Geldverdienen müssen war dann der zentrale Diskussionsaspekt des journalistischen Auditorismus. Immer wieder wurde angeführt, daß jegliche lustvolle Ganzheitlichkeit erst dann einsetzen könne, wenn die permanente Existenzangst, ständige Verfügbar- und Erpreßbarkeit wegfielen. Wer wie Heike Mundzeck mit Redaktionen über fünfstellige Feature-Honorare verhandele, lebe „in einer anderen Welt als die meisten freien JournalistInnen“, bemängelte eine Teilnehmerin an der Referentenauswahl. Breite Zustimmung gab es dann für die Feststellung, daß erst jene, „die es geschafft haben“, Ratschläge zur Verweigerung befolgen könnten, wenn es der zensurwütige Redakteur mal wieder mit dem Mini-Honorar versucht. Zustimmung bekam auch Heike Mundzeck für ihr Plädoyer zu mehr Solidarität unter Freien.
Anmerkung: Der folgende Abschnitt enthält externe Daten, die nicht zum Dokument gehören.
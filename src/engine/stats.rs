// Detection statistics - latency and accuracy accounting
//
// Updated under the same lock as ring insertion so a detection costs exactly
// one lock acquisition. Exposed to callers as a cloned read-only snapshot.

use serde::{Deserialize, Serialize};

/// Running detection statistics snapshot.
///
/// `min_latency_ns` starts at `u64::MAX` until the first detection lands.
/// The false positive/negative counters are part of the recorded data model
/// but are not driven by any operation in this core.
#[derive(Debug, Clone, PartialEq, Serialize, Deserialize)]
pub struct DetectionStatistics {
    pub total_detections: u64,
    pub confirmed_detections: u64,
    pub false_positives: u64,
    pub false_negatives: u64,
    /// Confirmed over total, in [0, 1]
    pub detection_accuracy: f64,
    pub min_latency_ns: u64,
    pub max_latency_ns: u64,
    pub avg_latency_ns: u64,
}

impl Default for DetectionStatistics {
    fn default() -> Self {
        Self {
            total_detections: 0,
            confirmed_detections: 0,
            false_positives: 0,
            false_negatives: 0,
            detection_accuracy: 0.0,
            min_latency_ns: u64::MAX,
            max_latency_ns: 0,
            avg_latency_ns: 0,
        }
    }
}

impl DetectionStatistics {
    /// Account for one stored detection and its measured latency.
    ///
    /// Maintains min/max and the incremental mean
    /// `mean = (mean * (n - 1) + new) / n`.
    pub fn record_detection(&mut self, latency_ns: u64) {
        self.total_detections += 1;

        if latency_ns < self.min_latency_ns {
            self.min_latency_ns = latency_ns;
        }
        if latency_ns > self.max_latency_ns {
            self.max_latency_ns = latency_ns;
        }

        let n = self.total_detections;
        self.avg_latency_ns = (self.avg_latency_ns * (n - 1) + latency_ns) / n;

        // Accuracy denominator grew
        self.detection_accuracy = self.confirmed_detections as f64 / n as f64;
    }

    /// Account for one confirmed detection and refresh the accuracy ratio.
    pub fn record_confirmation(&mut self) {
        self.confirmed_detections += 1;
        if self.total_detections > 0 {
            self.detection_accuracy =
                self.confirmed_detections as f64 / self.total_detections as f64;
        }
    }
}
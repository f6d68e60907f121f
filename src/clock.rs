// Monotonic timestamp capture for detection bookkeeping
//
// Wraps a monotonic clock read into a comparable nanosecond value anchored at
// a process-wide epoch, paired with a process-wide sequence counter so two
// captures landing in the same nanosecond still order deterministically.

use std::sync::atomic::{AtomicU64, Ordering};
use std::time::Instant;

use once_cell::sync::Lazy;
use serde::{Deserialize, Serialize};

/// Anchor for converting `Instant` readings into absolute nanosecond values.
static PROCESS_EPOCH: Lazy<Instant> = Lazy::new(Instant::now);

/// Capture sequence counter shared by every detector instance in the process.
static SEQUENCE: AtomicU64 = AtomicU64::new(0);

/// High-precision capture: monotonic nanoseconds plus a unique sequence number.
///
/// The derived ordering compares nanoseconds first and falls back to the
/// sequence number, so captures are strictly totally ordered even when the
/// clock ties.
#[derive(Debug, Clone, Copy, PartialEq, Eq, PartialOrd, Ord, Serialize, Deserialize)]
pub struct DetectionTimestamp {
    /// Nanoseconds since the process epoch (never decreases)
    pub nanos: u64,
    /// Process-wide unique capture sequence number
    pub sequence: u64,
}

impl DetectionTimestamp {
    /// Nanoseconds elapsed from `earlier` to `self`.
    ///
    /// Saturates at zero if `earlier` was actually captured after `self`.
    pub fn nanos_since(&self, earlier: DetectionTimestamp) -> u64 {
        self.nanos.saturating_sub(earlier.nanos)
    }
}

/// Capture the current monotonic timestamp.
pub fn capture() -> DetectionTimestamp {
    DetectionTimestamp {
        nanos: PROCESS_EPOCH.elapsed().as_nanos() as u64,
        sequence: SEQUENCE.fetch_add(1, Ordering::Relaxed),
    }
}
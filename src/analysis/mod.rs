// Signal analysis: adaptive thresholding and rule-based classification

pub mod classifier;
pub mod threshold;

pub use classifier::classify;
pub use threshold::{AdaptiveThreshold, ThresholdBank};
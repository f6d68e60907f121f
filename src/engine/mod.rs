// Detection engine: event storage, statistics, and the pipeline core

pub mod core;
pub mod ring;
pub mod stats;

pub use self::core::EmergenceDetector;
pub use ring::EventRing;
pub use stats::DetectionStatistics;
// Observer surface: listener trait plus tokio broadcast fan-out
//
// The engine dispatches to registered listeners synchronously, outside its
// buffer lock. Listeners must therefore be cheap; anything slow should hop
// onto a channel, which is exactly what EventBroadcaster does.

use serde::{Deserialize, Serialize};
use tokio::sync::broadcast;

use crate::event::{EmergenceEvent, SignalCategory};

/// Observer interface for detection activity.
///
/// All methods have default no-op bodies so implementors subscribe only to
/// what they care about. Multiple independent listeners may be attached to
/// one detector.
pub trait DetectionListener: Send + Sync {
    /// Fires for every stored event.
    fn on_detected(&self, _event: &EmergenceEvent) {}

    /// Fires only for events requiring immediate action.
    fn on_critical(&self, _event: &EmergenceEvent) {}

    /// Fires whenever feedback-driven adaptation changes a threshold.
    fn on_threshold_adapted(&self, _category: SignalCategory, _new_threshold: f64) {}
}

/// Threshold change notification carried on the broadcast surface.
#[derive(Debug, Clone, PartialEq, Serialize, Deserialize)]
pub struct ThresholdUpdate {
    pub category: SignalCategory,
    pub new_threshold: f64,
}

/// Listener that forwards detection activity into broadcast channels.
///
/// Each channel supports any number of subscribers, each receiving an
/// independent copy of every message. Send failures (no active subscribers)
/// are ignored; lagged subscribers drop the oldest messages.
pub struct EventBroadcaster {
    detected: broadcast::Sender<EmergenceEvent>,
    critical: broadcast::Sender<EmergenceEvent>,
    threshold_updates: broadcast::Sender<ThresholdUpdate>,
}

impl EventBroadcaster {
    /// Create a broadcaster whose channels buffer `capacity` messages.
    pub fn new(capacity: usize) -> Self {
        let (detected, _) = broadcast::channel(capacity);
        let (critical, _) = broadcast::channel(capacity);
        let (threshold_updates, _) = broadcast::channel(capacity);
        Self {
            detected,
            critical,
            threshold_updates,
        }
    }

    /// Subscribe to every stored event.
    pub fn subscribe_detected(&self) -> broadcast::Receiver<EmergenceEvent> {
        self.detected.subscribe()
    }

    /// Subscribe to events requiring immediate action.
    pub fn subscribe_critical(&self) -> broadcast::Receiver<EmergenceEvent> {
        self.critical.subscribe()
    }

    /// Subscribe to threshold adaptation notifications.
    pub fn subscribe_threshold_updates(&self) -> broadcast::Receiver<ThresholdUpdate> {
        self.threshold_updates.subscribe()
    }
}

impl Default for EventBroadcaster {
    /// Buffer of 100 messages per channel, enough for burst traffic.
    fn default() -> Self {
        Self::new(100)
    }
}

impl DetectionListener for EventBroadcaster {
    fn on_detected(&self, event: &EmergenceEvent) {
        let _ = self.detected.send(event.clone());
    }

    fn on_critical(&self, event: &EmergenceEvent) {
        let _ = self.critical.send(event.clone());
    }

    fn on_threshold_adapted(&self, category: SignalCategory, new_threshold: f64) {
        let _ = self.threshold_updates.send(ThresholdUpdate {
            category,
            new_threshold,
        });
    }
}
// emergence_probe - synthetic-load diagnostics for the detection engine
//
// Feeds randomly generated signal readings across all categories through one
// detector instance, optionally from several threads, then prints the status
// report and a JSON statistics snapshot. Debugging aid only; the engine's
// contract is its library API.

use std::sync::Arc;
use std::thread;

use anyhow::Result;
use clap::Parser;
use emergence_engine::{
    DetectionListener, DetectorConfig, EmergenceDetector, EmergenceEvent, SignalCategory,
    ThresholdDefaults,
};
use rand::Rng;

#[derive(Parser, Debug)]
#[command(
    name = "emergence_probe",
    about = "Drive the emergence detector with synthetic signals and report statistics"
)]
struct Cli {
    /// Ring buffer capacity in events
    #[arg(long, default_value_t = 256)]
    capacity: usize,
    /// Signal readings to submit per thread
    #[arg(long, default_value_t = 5000)]
    readings: usize,
    /// Producer threads calling the detector concurrently
    #[arg(long, default_value_t = 1)]
    threads: usize,
    /// Detection threshold applied to every category
    #[arg(long, default_value_t = 0.3)]
    threshold: f64,
    /// Sensitivity multiplier applied to every category
    #[arg(long, default_value_t = 1.0)]
    sensitivity: f64,
    /// Enable feedback-driven threshold adaptation
    #[arg(long)]
    adaptive: bool,
    /// Attach classification labels to stored events
    #[arg(long)]
    classify: bool,
    /// Confirm roughly this fraction of detected events
    #[arg(long, default_value_t = 0.5)]
    confirm_ratio: f64,
}

/// Logs critical events as they fire.
struct CriticalLogger;

impl DetectionListener for CriticalLogger {
    fn on_critical(&self, event: &EmergenceEvent) {
        log::warn!(
            "critical event #{}: {} intensity {:.3} ({})",
            event.id,
            event.category,
            event.intensity,
            event.criticality
        );
    }
}

fn main() -> Result<()> {
    env_logger::init();
    let cli = Cli::parse();

    let detector = Arc::new(EmergenceDetector::with_config(DetectorConfig {
        buffer_capacity: cli.capacity,
        thresholds: ThresholdDefaults::default(),
        ..DetectorConfig::default()
    }));
    detector.enable_real_time_mode();
    if cli.adaptive {
        detector.enable_adaptive_thresholds();
    }
    if cli.classify {
        detector.enable_auto_classification();
    }
    for category in SignalCategory::ALL {
        detector.set_threshold(category, cli.threshold)?;
        detector.set_sensitivity(category, cli.sensitivity)?;
    }
    detector.add_listener(Arc::new(CriticalLogger));

    let mut handles = Vec::new();
    for worker in 0..cli.threads.max(1) {
        let detector = Arc::clone(&detector);
        let readings = cli.readings;
        let confirm_ratio = cli.confirm_ratio;
        handles.push(thread::spawn(move || {
            let mut rng = rand::thread_rng();
            let mut detected = 0_u64;
            for _ in 0..readings {
                let category =
                    SignalCategory::ALL[rng.gen_range(0..SignalCategory::COUNT)];
                let signal: f64 = rng.gen();
                if let Ok(Some(id)) =
                    detector.try_detect(category, signal, "probe reading")
                {
                    detected += 1;
                    if rng.gen_bool(confirm_ratio.clamp(0.0, 1.0)) {
                        detector.confirm(id);
                    }
                }
            }
            log::info!("worker {} detected {} events", worker, detected);
        }));
    }
    for handle in handles {
        let _ = handle.join();
    }

    print!("{}", detector.status_report());
    println!(
        "{}",
        serde_json::to_string_pretty(&detector.get_statistics())?
    );
    Ok(())
}
//! Static guardrail policy configuration (spec §4.3). Built once per
//! graph and shared read-only across the run.

use std::collections::{HashMap, HashSet};
use std::time::Duration;

#[derive(Clone, Debug)]
pub struct GuardrailConfig {
    pub forbidden_tools: HashSet<String>,
    pub max_calls_per_tool: HashMap<String, u32>,
    /// Consecutive failures for the same tool before the "tool loop" guard
    /// blocks further calls to it (spec §4.3, default 3).
    pub max_consecutive_tool_failures: u32,
    /// Per-decision token estimate cap; exceeding it only warns (spec
    /// §4.3 "Token-per-decision cap").
    pub max_tokens_per_decision: Option<u64>,
    /// Run-wide token budget; a projected total over this blocks (spec
    /// §4.3 "Token run budget").
    pub max_total_tokens: Option<u64>,
    /// Fraction of `max_total_tokens` above which a projected total only
    /// warns rather than blocks (spec §4.3 "Token budget threshold").
    pub warn_threshold_percent: f64,
    pub max_retries_per_node: Option<u32>,
    /// Run-wide cap on total retries across all nodes (spec §4.3 "Run retries").
    pub max_total_retries: Option<u32>,
    /// Hard latency ceiling; crossing it is a post-check warn with
    /// `Severity::Critical` (spec §4.3 post-check table — latency never
    /// blocks, only the pre-acted decision could have, and it already
    /// happened by the time latency is known).
    pub max_run_latency: Option<Duration>,
    /// Earlier latency threshold; crossing it is a post-check warn with
    /// `Severity::Minor`.
    pub warn_run_latency: Option<Duration>,
    /// Window (in distinct cycle length) to scan for a repeating node
    /// sequence. `0` disables loop detection.
    pub loop_detection_window: usize,
    /// Whether a detected node-revisit loop blocks (`true`) or only warns (`false`).
    pub block_on_loop_detection: bool,
}

impl Default for GuardrailConfig {
    fn default() -> Self {
        Self {
            forbidden_tools: HashSet::new(),
            max_calls_per_tool: HashMap::new(),
            max_consecutive_tool_failures: 3,
            max_tokens_per_decision: None,
            max_total_tokens: None,
            warn_threshold_percent: 0.8,
            max_retries_per_node: None,
            max_total_retries: None,
            max_run_latency: None,
            warn_run_latency: None,
            loop_detection_window: 3,
            block_on_loop_detection: false,
        }
    }
}

impl GuardrailConfig {
    /// No budgets, no forbidden tools, loop detection warns only —
    /// everything short of outright pathological repetition is allowed
    /// through (spec §6.1 "factory helpers for permissive ... defaults").
    /// Identical to [`GuardrailConfig::default`]; kept as a named
    /// constructor so callers can express intent at the call site.
    pub fn permissive() -> Self {
        Self::default()
    }

    /// Conservative budgets suitable for an untrusted or newly-authored
    /// graph: a modest per-decision and run-wide token ceiling, bounded
    /// retries, a latency ceiling, and loop detection that blocks rather
    /// than warns (spec §6.1 "factory helpers for ... strict defaults").
    pub fn strict() -> Self {
        Self {
            max_tokens_per_decision: Some(4_000),
            max_total_tokens: Some(100_000),
            warn_threshold_percent: 0.7,
            max_retries_per_node: Some(3),
            max_total_retries: Some(10),
            max_run_latency: Some(Duration::from_secs(300)),
            warn_run_latency: Some(Duration::from_secs(180)),
            loop_detection_window: 3,
            block_on_loop_detection: true,
            ..Self::default()
        }
    }
}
Erst wenn man sich nichts mehr vormache über eigene finanzielle Erfolge und untereinander für Transparenz über die jeweiligen Strategien, Honorarrahmen und Tricks der Redaktionen, Sender und Verlage sorge, könne die herrschende Konkurrenz unter „Freien“ angegangen werde — kann die Droge Journalismus als reiner Stoff genossen und erlitten werden.

Der Autor ist freier Journalist in Berlin.